Last year alone, just 32 donors gave $34 million — and that’s not including an eight-figure donation from billionaire casino mogul Sheldon Adelson in January.

The concentration of donors was discovered in Federal Election Commission filings analyzed by two nonprofit groups, U.S. Public Interest Research Group and Demos that are pushing to strengthen disclosure and spending rules. Their results appear in a report published Wednesday that maps where super PACs are getting their cash.

Alongside individuals, corporations chipped in another $17 million last year. And unions kicked in $6 million. Another $2 million came from more shadowy sources difficult to trace, according to the report.

Expect “an unprecedented surge” in cash, particular secret money, later this year as Election Day approaches, predicted a co-author of the report, Blair Bowie of U.S. PIRG, pointing to 2010 patterns. As campaigns brace for that deluge, here’s a primer on the five ways the new outside groups are pulling in money — from secret gifts to transparent donations — and why each might be attractive to a donor:

Individuals

A relatively few wealthy backers are keeping super PACs afloat — and they’re saying so. Last year alone, individuals gave super PACs $63 million.

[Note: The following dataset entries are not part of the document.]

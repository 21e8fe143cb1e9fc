//! Per-connection handler: select, gate, lease, splice, report.

use std::net::SocketAddr;
use std::sync::Arc;

use thiserror::Error;
use tokio::net::TcpStream;

use crate::load_balancer::directory::NodeDirectory;
use crate::load_balancer::pool::{ConnectionPool, PoolError};
use crate::load_balancer::target::{select_node, target_addr};
use crate::net::ConnectionId;
use crate::observability::BalancerStats;
use crate::resilience::BreakerRegistry;

use super::splice::{splice, SpliceSummary};

/// Why an inbound connection was rejected. Every variant counts as one failed
/// connection.
#[derive(Debug, Error)]
pub enum ProxyError {
    #[error("no healthy nodes available")]
    NoHealthyNodes,

    #[error("circuit breaker open for {target}")]
    CircuitOpen { target: String },

    #[error(transparent)]
    Dial(#[from] PoolError),
}

#[derive(Debug, Clone)]
pub struct ProxyEngine {
    directory: Arc<NodeDirectory>,
    breakers: Arc<BreakerRegistry>,
    pool: Arc<ConnectionPool>,
    stats: BalancerStats,
    target_port: u16,
    log_connections: bool,
}

impl ProxyEngine {
    pub fn new(
        directory: Arc<NodeDirectory>,
        breakers: Arc<BreakerRegistry>,
        pool: Arc<ConnectionPool>,
        stats: BalancerStats,
        target_port: u16,
    ) -> Self {
        Self {
            directory,
            breakers,
            pool,
            stats,
            target_port,
            log_connections: false,
        }
    }

    /// Log connection open/close at info instead of debug.
    pub fn with_connection_logging(mut self, enabled: bool) -> Self {
        self.log_connections = enabled;
        self
    }

    /// Proxy one inbound connection to a healthy node.
    ///
    /// The inbound stream is closed when this returns, whatever the outcome.
    pub async fn handle(
        &self,
        mut inbound: TcpStream,
        peer: SocketAddr,
        id: ConnectionId,
    ) -> Result<SpliceSummary, ProxyError> {
        let _active = self.stats.track_active();

        let nodes = self.directory.healthy();
        let Some(node) = select_node(&nodes) else {
            self.stats.record_failure();
            return Err(ProxyError::NoHealthyNodes);
        };
        let target = target_addr(node, self.target_port);

        let breaker = self.breakers.get(&target);
        if breaker.is_open() {
            self.stats.record_failure();
            return Err(ProxyError::CircuitOpen { target });
        }

        let mut backend = match self.pool.get(&target).await {
            Ok(conn) => conn,
            Err(e) => {
                breaker.record_failure();
                self.stats.record_failure();
                return Err(e.into());
            }
        };

        if self.log_connections {
            tracing::info!(connection_id = %id, peer = %peer, target = %target, "Connection opened");
        } else {
            tracing::debug!(connection_id = %id, peer = %peer, target = %target, "Connection opened");
        }

        let summary = splice(&mut inbound, &mut backend).await;

        let returned = self
            .pool
            .release(&target, backend, summary.backend_reusable())
            .await;
        breaker.record_success();
        self.stats.record_success();

        if self.log_connections {
            tracing::info!(
                connection_id = %id,
                target = %target,
                sent = summary.client_to_backend,
                received = summary.backend_to_client,
                pool = ?returned,
                "Connection closed"
            );
        } else {
            tracing::debug!(
                connection_id = %id,
                target = %target,
                sent = summary.client_to_backend,
                received = summary.backend_to_client,
                pool = ?returned,
                "Connection closed"
            );
        }

        Ok(summary)
    }
}

#[cfg(test)]
mod tests {
    use super::*;
    use crate::discovery::{NodeSelector, RetryPolicy, StaticDiscovery};
    use std::time::Duration;
    use tokio::io::{AsyncReadExt, AsyncWriteExt};
    use tokio::net::TcpListener;

    fn engine(nodes: &[&str], port: u16) -> ProxyEngine {
        let directory = Arc::new(NodeDirectory::new(
            Arc::new(StaticDiscovery::default()),
            "eu-west-1",
            NodeSelector::ScalingGroup("workers".into()),
            RetryPolicy::default(),
        ));
        directory.replace(nodes.iter().map(|n| n.to_string()).collect());

        ProxyEngine::new(
            directory,
            Arc::new(BreakerRegistry::new(2, Duration::from_secs(300))),
            Arc::new(ConnectionPool::new(4, Duration::from_secs(1))),
            BalancerStats::new(),
            port,
        )
    }

    /// Inbound server half plus the client half connected to it.
    async fn inbound() -> (TcpStream, TcpStream, SocketAddr) {
        let listener = TcpListener::bind("127.0.0.1:0").await.unwrap();
        let addr = listener.local_addr().unwrap();
        let (client, accepted) = tokio::join!(TcpStream::connect(addr), listener.accept());
        let (server, peer) = accepted.unwrap();
        (client.unwrap(), server, peer)
    }

    async fn closed_port() -> u16 {
        let probe = TcpListener::bind("127.0.0.1:0").await.unwrap();
        probe.local_addr().unwrap().port()
    }

    #[tokio::test]
    async fn empty_snapshot_rejects_and_closes() {
        let engine = engine(&[], 9);
        let (mut client, server, peer) = inbound().await;

        let err = engine.handle(server, peer, ConnectionId::new()).await.unwrap_err();
        assert!(matches!(err, ProxyError::NoHealthyNodes));
        assert_eq!(engine.stats.failed(), 1);
        assert_eq!(engine.stats.active(), 0);

        let mut buf = [0u8; 1];
        assert_eq!(client.read(&mut buf).await.unwrap(), 0);
    }

    #[tokio::test]
    async fn dial_failures_open_the_breaker() {
        let port = closed_port().await;
        let engine = engine(&["127.0.0.1"], port);
        let target = target_addr("127.0.0.1", port);

        for _ in 0..2 {
            let (_client, server, peer) = inbound().await;
            let err = engine.handle(server, peer, ConnectionId::new()).await.unwrap_err();
            assert!(matches!(err, ProxyError::Dial(_)));
        }
        assert!(engine.breakers.get(&target).is_open());

        let (_client, server, peer) = inbound().await;
        let err = engine.handle(server, peer, ConnectionId::new()).await.unwrap_err();
        assert!(matches!(err, ProxyError::CircuitOpen { .. }));
        // Rejected before dialing: no further failure recorded on the breaker.
        assert_eq!(engine.breakers.get(&target).failure_count(), 2);
        assert_eq!(engine.stats.failed(), 3);
    }

    #[tokio::test]
    async fn reset_client_does_not_leave_backend_in_pool() {
        use tokio::sync::mpsc;

        // Reads until EOF, reports what arrived, answers, then stays open.
        let backend = TcpListener::bind("127.0.0.1:0").await.unwrap();
        let port = backend.local_addr().unwrap().port();
        let (seen_tx, mut seen) = mpsc::unbounded_channel::<Vec<u8>>();
        tokio::spawn(async move {
            while let Ok((mut socket, _)) = backend.accept().await {
                let seen_tx = seen_tx.clone();
                tokio::spawn(async move {
                    let mut received = Vec::new();
                    let _ = socket.read_to_end(&mut received).await;
                    let _ = seen_tx.send(received.clone());
                    let _ = socket.write_all(b"bye").await;
                    tokio::time::sleep(Duration::from_secs(30)).await;
                    drop(socket);
                });
            }
        });

        let engine = engine(&["127.0.0.1"], port);
        let target = target_addr("127.0.0.1", port);

        // First client resets mid-exchange while the backend is idle.
        let (client, server, peer) = inbound().await;
        let first = {
            let engine = engine.clone();
            tokio::spawn(async move { engine.handle(server, peer, ConnectionId::new()).await })
        };
        client.set_linger(Some(Duration::ZERO)).unwrap();
        drop(client);
        tokio::time::timeout(Duration::from_secs(3), first)
            .await
            .expect("first exchange did not finish")
            .unwrap()
            .unwrap();
        assert_eq!(seen.recv().await.unwrap(), b"");
        assert_eq!(engine.pool.idle_count(&target), 0);

        // The next client gets a fresh backend connection and its bytes arrive.
        let (mut client, server, peer) = inbound().await;
        let second = {
            let engine = engine.clone();
            tokio::spawn(async move { engine.handle(server, peer, ConnectionId::new()).await })
        };
        client.write_all(b"client two payload").await.unwrap();
        client.shutdown().await.unwrap();

        let received = tokio::time::timeout(Duration::from_secs(3), seen.recv())
            .await
            .expect("second payload never reached the backend")
            .unwrap();
        assert_eq!(received, b"client two payload");

        let mut reply = [0u8; 3];
        client.read_exact(&mut reply).await.unwrap();
        assert_eq!(&reply, b"bye");
        drop(client);
        drop(second);
    }

    #[tokio::test]
    async fn successful_exchange_resets_breaker() {
        let backend = TcpListener::bind("127.0.0.1:0").await.unwrap();
        let port = backend.local_addr().unwrap().port();
        tokio::spawn(async move {
            while let Ok((mut socket, _)) = backend.accept().await {
                tokio::spawn(async move {
                    let (mut r, mut w) = socket.split();
                    let _ = tokio::io::copy(&mut r, &mut w).await;
                    let _ = w.shutdown().await;
                });
            }
        });

        let engine = engine(&["127.0.0.1"], port);
        let target = target_addr("127.0.0.1", port);
        engine.breakers.get(&target).record_failure();

        let (mut client, server, peer) = inbound().await;
        let handler = {
            let engine = engine.clone();
            tokio::spawn(async move { engine.handle(server, peer, ConnectionId::new()).await })
        };

        client.write_all(b"ping").await.unwrap();
        client.shutdown().await.unwrap();
        let mut echoed = Vec::new();
        client.read_to_end(&mut echoed).await.unwrap();
        assert_eq!(echoed, b"ping");

        let summary = handler.await.unwrap().unwrap();
        assert_eq!(summary.client_to_backend, 4);
        assert_eq!(summary.backend_to_client, 4);
        assert_eq!(engine.breakers.get(&target).failure_count(), 0);
        assert_eq!(engine.stats.successful(), 1);
        assert_eq!(engine.stats.failed(), 0);
    }
}
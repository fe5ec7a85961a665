use serde::{Deserialize, Serialize};
use std::{collections::BTreeMap, time::Duration};

pub const DEFAULT_TIMEOUT_MS: u64 = 30_000;

fn default_timeout_ms() -> u64 {
    DEFAULT_TIMEOUT_MS
}

fn default_queue_prefix() -> String {
    "courier".to_string()
}

fn default_reconnect_delay_ms() -> u64 {
    1_000
}

fn default_reconnect_max_attempts() -> u32 {
    10
}

fn default_true() -> bool {
    true
}

fn default_prefetch() -> u16 {
    1
}

#[derive(Debug, Clone, Copy, PartialEq, Eq, Serialize, Deserialize)]
#[serde(rename_all = "snake_case")]
pub enum TransportKind {
    Local,
    Http,
    Amqp,
}

#[derive(Debug, Clone, Serialize, Deserialize)]
pub struct TransportSettings {
    #[serde(rename = "type")]
    pub kind: TransportKind,

    /// Used when a command is sent without an explicit timeout
    #[serde(default = "default_timeout_ms")]
    pub default_timeout_ms: u64,

    #[serde(default)]
    pub http: Option<HttpSettings>,

    #[serde(default)]
    pub amqp: Option<AmqpSettings>,

    #[serde(default)]
    pub crypto: Option<CryptoSettings>,
}

impl TransportSettings {
    pub fn new(kind: TransportKind) -> Self {
        Self {
            kind,
            default_timeout_ms: DEFAULT_TIMEOUT_MS,
            http: None,
            amqp: None,
            crypto: None,
        }
    }

    pub fn default_timeout(&self) -> Duration {
        Duration::from_millis(self.default_timeout_ms)
    }
}

#[derive(Debug, Clone, Copy, PartialEq, Eq, Default, Serialize, Deserialize)]
#[serde(rename_all = "lowercase")]
pub enum HttpMethod {
    Get,
    #[default]
    Post,
    Put,
    Patch,
    Delete,
}

#[derive(Debug, Clone, Serialize, Deserialize)]
pub struct HttpSettings {
    pub base_url: String,

    /// Wrap commands in `{id, method, params}` and post them to `base_url`
    #[serde(default)]
    pub rpc: bool,

    #[serde(default)]
    pub method: HttpMethod,

    #[serde(default)]
    pub headers: BTreeMap<String, String>,

    #[serde(default)]
    pub retry: Option<RetryPolicyConfig>,
}

impl HttpSettings {
    pub fn new(base_url: impl Into<String>) -> Self {
        Self {
            base_url: base_url.into(),
            rpc: false,
            method: HttpMethod::default(),
            headers: BTreeMap::new(),
            retry: None,
        }
    }
}

#[derive(Debug, Clone, Default, PartialEq, Eq, Serialize, Deserialize)]
pub struct RetryPolicyConfig {
    pub max: Option<u32>,
    pub backoff_ms_initial: Option<u64>,
    pub backoff_ms_max: Option<u64>,
}

#[derive(Debug, Clone, Serialize, Deserialize)]
pub struct AmqpSettings {
    pub url: String,

    #[serde(default = "default_queue_prefix")]
    pub queue_prefix: String,

    #[serde(default = "default_reconnect_delay_ms")]
    pub reconnect_delay_ms: u64,

    #[serde(default = "default_reconnect_max_attempts")]
    pub reconnect_max_attempts: u32,

    /// Reconnect in the background after the broker connection drops
    #[serde(default = "default_true")]
    pub auto_reconnect: bool,

    #[serde(default = "default_prefetch")]
    pub prefetch: u16,
}

impl AmqpSettings {
    pub fn new(url: impl Into<String>) -> Self {
        Self {
            url: url.into(),
            queue_prefix: default_queue_prefix(),
            reconnect_delay_ms: default_reconnect_delay_ms(),
            reconnect_max_attempts: default_reconnect_max_attempts(),
            auto_reconnect: true,
            prefetch: default_prefetch(),
        }
    }

    pub fn reconnect_delay(&self) -> Duration {
        Duration::from_millis(self.reconnect_delay_ms)
    }
}

#[derive(Debug, Clone, Serialize, Deserialize)]
pub struct CryptoSettings {
    /// Strategy name, e.g. `Ed25519` or `RSA`
    pub algorithm: String,

    #[serde(default)]
    pub private_key: Option<String>,

    #[serde(default)]
    pub public_key: Option<String>,

    /// Check signatures on incoming commands that carry one
    #[serde(default = "default_true")]
    pub verify_incoming: bool,

    /// Reject incoming commands without a signature
    #[serde(default)]
    pub require_signature: bool,
}
use crate::strategy::{CryptoError, CryptoStrategy, KeyPair};
use courier_types::{Command, Signature};
use serde_json::Value;
use std::{fmt, sync::Arc};
use tracing::debug;
use uuid::Uuid;

/// The string a command signature covers: name, compact JSON of the request
/// (empty when there is none) and the nonce, concatenated.
///
/// `serde_json` keeps object keys sorted, so both sides derive the same
/// bytes from equal requests.
pub fn canonical_string(command: &Command, nonce: &str) -> String {
    let request = match command.request() {
        Value::Null => String::new(),
        request => request.to_string(),
    };
    format!("{}{}{}", command.name(), request, nonce)
}

pub fn new_nonce() -> String {
    Uuid::new_v4().simple().to_string()
}

/// Signs and verifies commands with one strategy.
#[derive(Clone)]
pub struct TransportCryptoManager {
    strategy: Arc<dyn CryptoStrategy>,
}

impl TransportCryptoManager {
    pub fn new(strategy: Arc<dyn CryptoStrategy>) -> Self {
        Self { strategy }
    }

    pub fn algorithm(&self) -> &'static str {
        self.strategy.algorithm()
    }

    pub fn generate_key_pair(&self) -> Result<KeyPair, CryptoError> {
        self.strategy.generate_key_pair()
    }

    pub fn sign(
        &self,
        command: &Command,
        nonce: &str,
        key_pair: &KeyPair,
    ) -> Result<Signature, CryptoError> {
        let message = canonical_string(command, nonce);
        let value = self.strategy.sign(message.as_bytes(), &key_pair.private_key)?;
        Ok(Signature {
            value,
            nonce: nonce.to_string(),
            public_key: key_pair.public_key.clone(),
        })
    }

    pub fn verify(&self, command: &Command, signature: &Signature) -> Result<bool, CryptoError> {
        let message = canonical_string(command, &signature.nonce);
        let valid =
            self.strategy
                .verify(message.as_bytes(), &signature.value, &signature.public_key)?;
        if !valid {
            debug!(
                id = command.id(),
                name = command.name(),
                algorithm = self.algorithm(),
                "signature mismatch"
            );
        }
        Ok(valid)
    }
}

impl fmt::Debug for TransportCryptoManager {
    fn fmt(&self, f: &mut fmt::Formatter<'_>) -> fmt::Result {
        f.debug_struct("TransportCryptoManager")
            .field("algorithm", &self.algorithm())
            .finish()
    }
}

#[cfg(test)]
mod tests {
    use super::*;
    use crate::registry::CryptoRegistry;
    use serde_json::json;

    #[test]
    fn canonical_string_skips_null_request() {
        let command = Command::with_id("1", "ping", Value::Null).unwrap();
        assert_eq!(canonical_string(&command, "n"), "pingn");

        let command = Command::with_id("1", "add", json!({ "b": 2, "a": 1 })).unwrap();
        assert_eq!(canonical_string(&command, "n"), r#"add{"a":1,"b":2}n"#);
    }

    #[test]
    fn tampering_breaks_the_signature() {
        for algorithm in ["Ed25519", "RSA"] {
            let manager = CryptoRegistry::with_defaults().manager(algorithm).unwrap();
            let keys = manager.generate_key_pair().unwrap();
            let command = Command::with_id("1", "transfer", json!({ "amount": 10 })).unwrap();
            let nonce = new_nonce();

            let signature = manager.sign(&command, &nonce, &keys).unwrap();
            assert!(manager.verify(&command, &signature).unwrap());

            let renamed = Command::with_id("1", "transfer2", json!({ "amount": 10 })).unwrap();
            assert!(!manager.verify(&renamed, &signature).unwrap());

            let altered = Command::with_id("1", "transfer", json!({ "amount": 11 })).unwrap();
            assert!(!manager.verify(&altered, &signature).unwrap());

            let replayed = Signature {
                nonce: new_nonce(),
                ..signature.clone()
            };
            assert!(!manager.verify(&command, &replayed).unwrap());
        }
    }
}
use super::link::{
    AckMode, AmqpConnector, AmqpLink, AmqpSession, ExchangeType, InboundMessage,
    OutboundMessage,
};
use async_trait::async_trait;
use courier_error::TransportError;
use courier_types::protocol::{CONTENT_ENCODING, CONTENT_TYPE};
use futures::{StreamExt, stream::BoxStream};
use lapin::{
    BasicProperties, Channel, Connection, ConnectionProperties, ExchangeKind,
    options::{
        BasicAckOptions, BasicConsumeOptions, BasicNackOptions, BasicPublishOptions,
        BasicQosOptions, ExchangeDeclareOptions, QueueBindOptions, QueueDeclareOptions,
    },
    types::{AMQPValue, FieldTable, ShortString},
};
use std::{
    sync::{Arc, Mutex},
    time::Duration,
};
use tokio::sync::oneshot;
use tracing::{debug, warn};

fn link_error(err: lapin::Error) -> TransportError {
    TransportError::Connection(err.to_string())
}

fn publish_error(err: lapin::Error) -> TransportError {
    TransportError::Send(err.to_string())
}

/// Connects to RabbitMQ (or any AMQP 0.9.1 broker) through `lapin`.
#[derive(Debug, Clone)]
pub struct LapinConnector {
    url: String,
    prefetch: u16,
}

impl LapinConnector {
    pub fn new(url: impl Into<String>, prefetch: u16) -> Self {
        Self {
            url: url.into(),
            prefetch,
        }
    }
}

#[async_trait]
impl AmqpConnector for LapinConnector {
    async fn connect(&self) -> Result<AmqpSession, TransportError> {
        let connection = Connection::connect(&self.url, ConnectionProperties::default())
            .await
            .map_err(link_error)?;

        let (closed_tx, closed) = oneshot::channel();
        let closed_tx = Mutex::new(Some(closed_tx));
        connection.on_error(move |err| {
            if let Some(sender) = closed_tx.lock().ok().and_then(|mut slot| slot.take()) {
                let _ = sender.send(err.to_string());
            }
        });

        let channel = connection.create_channel().await.map_err(link_error)?;
        channel
            .basic_qos(self.prefetch, BasicQosOptions::default())
            .await
            .map_err(link_error)?;
        debug!(prefetch = self.prefetch, "AMQP channel opened");

        Ok(AmqpSession {
            link: Arc::new(LapinLink {
                connection,
                channel,
            }),
            closed,
        })
    }
}

struct LapinLink {
    connection: Connection,
    channel: Channel,
}

impl LapinLink {
    async fn consume_raw(
        &self,
        queue: &str,
        mode: AckMode,
    ) -> Result<lapin::Consumer, TransportError> {
        self.channel
            .basic_consume(
                queue,
                "",
                BasicConsumeOptions {
                    no_ack: mode == AckMode::Auto,
                    ..Default::default()
                },
                FieldTable::default(),
            )
            .await
            .map_err(link_error)
    }
}

#[async_trait]
impl AmqpLink for LapinLink {
    async fn declare_queue(&self, queue: &str) -> Result<(), TransportError> {
        self.channel
            .queue_declare(
                queue,
                QueueDeclareOptions {
                    durable: true,
                    ..Default::default()
                },
                FieldTable::default(),
            )
            .await
            .map(|_| ())
            .map_err(link_error)
    }

    async fn declare_reply_queue(&self, queue: &str) -> Result<(), TransportError> {
        self.channel
            .queue_declare(
                queue,
                QueueDeclareOptions {
                    exclusive: true,
                    auto_delete: true,
                    ..Default::default()
                },
                FieldTable::default(),
            )
            .await
            .map(|_| ())
            .map_err(link_error)
    }

    async fn declare_wait_queue(
        &self,
        queue: &str,
        delay: Duration,
        dead_letter_exchange: &str,
    ) -> Result<(), TransportError> {
        let mut arguments = FieldTable::default();
        arguments.insert(
            ShortString::from("x-message-ttl"),
            AMQPValue::LongLongInt(i64::try_from(delay.as_millis()).unwrap_or(i64::MAX)),
        );
        arguments.insert(
            ShortString::from("x-dead-letter-exchange"),
            AMQPValue::LongString(dead_letter_exchange.into()),
        );

        self.channel
            .queue_declare(
                queue,
                QueueDeclareOptions {
                    durable: true,
                    ..Default::default()
                },
                arguments,
            )
            .await
            .map(|_| ())
            .map_err(link_error)
    }

    async fn declare_exchange(
        &self,
        exchange: &str,
        kind: ExchangeType,
    ) -> Result<(), TransportError> {
        let (kind, durable) = match kind {
            ExchangeType::Fanout => (ExchangeKind::Fanout, false),
            ExchangeType::Direct => (ExchangeKind::Direct, true),
        };
        self.channel
            .exchange_declare(
                exchange,
                kind,
                ExchangeDeclareOptions {
                    durable,
                    ..Default::default()
                },
                FieldTable::default(),
            )
            .await
            .map_err(link_error)
    }

    async fn bind_queue(
        &self,
        queue: &str,
        exchange: &str,
        routing_key: &str,
    ) -> Result<(), TransportError> {
        self.channel
            .queue_bind(
                queue,
                exchange,
                routing_key,
                QueueBindOptions::default(),
                FieldTable::default(),
            )
            .await
            .map_err(link_error)
    }

    async fn publish(&self, message: OutboundMessage) -> Result<(), TransportError> {
        let mut properties = BasicProperties::default()
            .with_content_type(CONTENT_TYPE.into())
            .with_content_encoding(CONTENT_ENCODING.into());
        if let Some(id) = message.correlation_id {
            properties = properties
                .with_correlation_id(id.clone().into())
                .with_message_id(id.into());
        }
        if let Some(reply_to) = message.reply_to {
            properties = properties.with_reply_to(reply_to.into());
        }
        if let Some(expiration) = message.expiration {
            properties = properties.with_expiration(expiration.as_millis().to_string().into());
        }

        self.channel
            .basic_publish(
                &message.exchange,
                &message.routing_key,
                BasicPublishOptions::default(),
                &message.payload,
                properties,
            )
            .await
            .map_err(publish_error)?
            .await
            .map_err(publish_error)?;
        Ok(())
    }

    async fn consume(
        &self,
        queue: &str,
        mode: AckMode,
    ) -> Result<BoxStream<'static, InboundMessage>, TransportError> {
        let consumer = self.consume_raw(queue, mode).await?;
        let queue = queue.to_string();

        Ok(consumer
            .filter_map(move |delivery| {
                let queue = queue.clone();
                async move {
                    match delivery {
                        Ok(delivery) => Some(InboundMessage {
                            correlation_id: delivery
                                .properties
                                .correlation_id()
                                .as_ref()
                                .map(|id| id.as_str().to_string()),
                            reply_to: delivery
                                .properties
                                .reply_to()
                                .as_ref()
                                .map(|queue| queue.as_str().to_string()),
                            delivery_tag: (mode == AckMode::Manual)
                                .then_some(delivery.delivery_tag),
                            payload: delivery.data,
                        }),
                        Err(err) => {
                            warn!(queue = %queue, error = %err, "AMQP delivery failed");
                            None
                        }
                    }
                }
            })
            .boxed())
    }

    async fn consume_exchange(
        &self,
        exchange: &str,
    ) -> Result<BoxStream<'static, Vec<u8>>, TransportError> {
        let queue = self
            .channel
            .queue_declare(
                "",
                QueueDeclareOptions {
                    exclusive: true,
                    auto_delete: true,
                    ..Default::default()
                },
                FieldTable::default(),
            )
            .await
            .map_err(link_error)?;
        self.channel
            .queue_bind(
                queue.name().as_str(),
                exchange,
                "",
                QueueBindOptions::default(),
                FieldTable::default(),
            )
            .await
            .map_err(link_error)?;

        let consumer = self.consume_raw(queue.name().as_str(), AckMode::Auto).await?;
        Ok(consumer
            .filter_map(|delivery| async move {
                match delivery {
                    Ok(delivery) => Some(delivery.data),
                    Err(err) => {
                        warn!(error = %err, "AMQP event delivery failed");
                        None
                    }
                }
            })
            .boxed())
    }

    async fn ack(&self, delivery_tag: u64) -> Result<(), TransportError> {
        self.channel
            .basic_ack(delivery_tag, BasicAckOptions::default())
            .await
            .map_err(link_error)
    }

    async fn reject(&self, delivery_tag: u64) -> Result<(), TransportError> {
        self.channel
            .basic_nack(
                delivery_tag,
                BasicNackOptions {
                    requeue: false,
                    ..Default::default()
                },
            )
            .await
            .map_err(link_error)
    }

    async fn close(&self) {
        if let Err(err) = self.channel.close(200, "OK").await {
            debug!(error = %err, "AMQP channel close failed");
        }
        if let Err(err) = self.connection.close(200, "OK").await {
            debug!(error = %err, "AMQP connection close failed");
        }
    }
}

That includes 15 people who gave $1 million or more, such as DreamWorks co-founder Jeffrey Katzenberg, who gave $2 million to Priorities USA Action, the super PAC supporting President Barack Obama, and John Paulson, a hedge fund billionaire who gave $1 million to a super PAC supporting Mitt Romney’s GOP presidential campaign, according to FEC reports.

The figures don’t even include the $10 million that Adelson and his wife gave from their personal accounts to the super PAC supporting Newt Gingrich’s GOP presidential campaign after the year-end FEC reports.

Giving from a personal account, rather than a corporate or non-profit account, is seen as a way for wealthy corporate types to shield their business interests from the controversy that such mega-donations can bring. But it doesn’t always work, as New Balance Chairman James Davis found out last year, when his sneaker company penned an apology to gay activists upset by his $500,000 contribution to the pro-Romney super PAC Restore Our Future.

Big personal donations also can be a way to advertise support for a candidate, said Foster Friess, a Wyoming mutual fund guru who is a major donor to super PACs supporting Rick Santorum’s GOP presidential campaign.

“I can say I endorse Rick Santorum and am going to vote for him, but it means a little more if I put up some green for him. There’s no need for me to be surreptitious about this,” said Friess, who had given $381,000 to a pair of super PACs supporting Santorum, according to FEC disclosures covering through the end of last year. Friess said he’s given more since then, and will continue giving as long as Santorum “needs me.”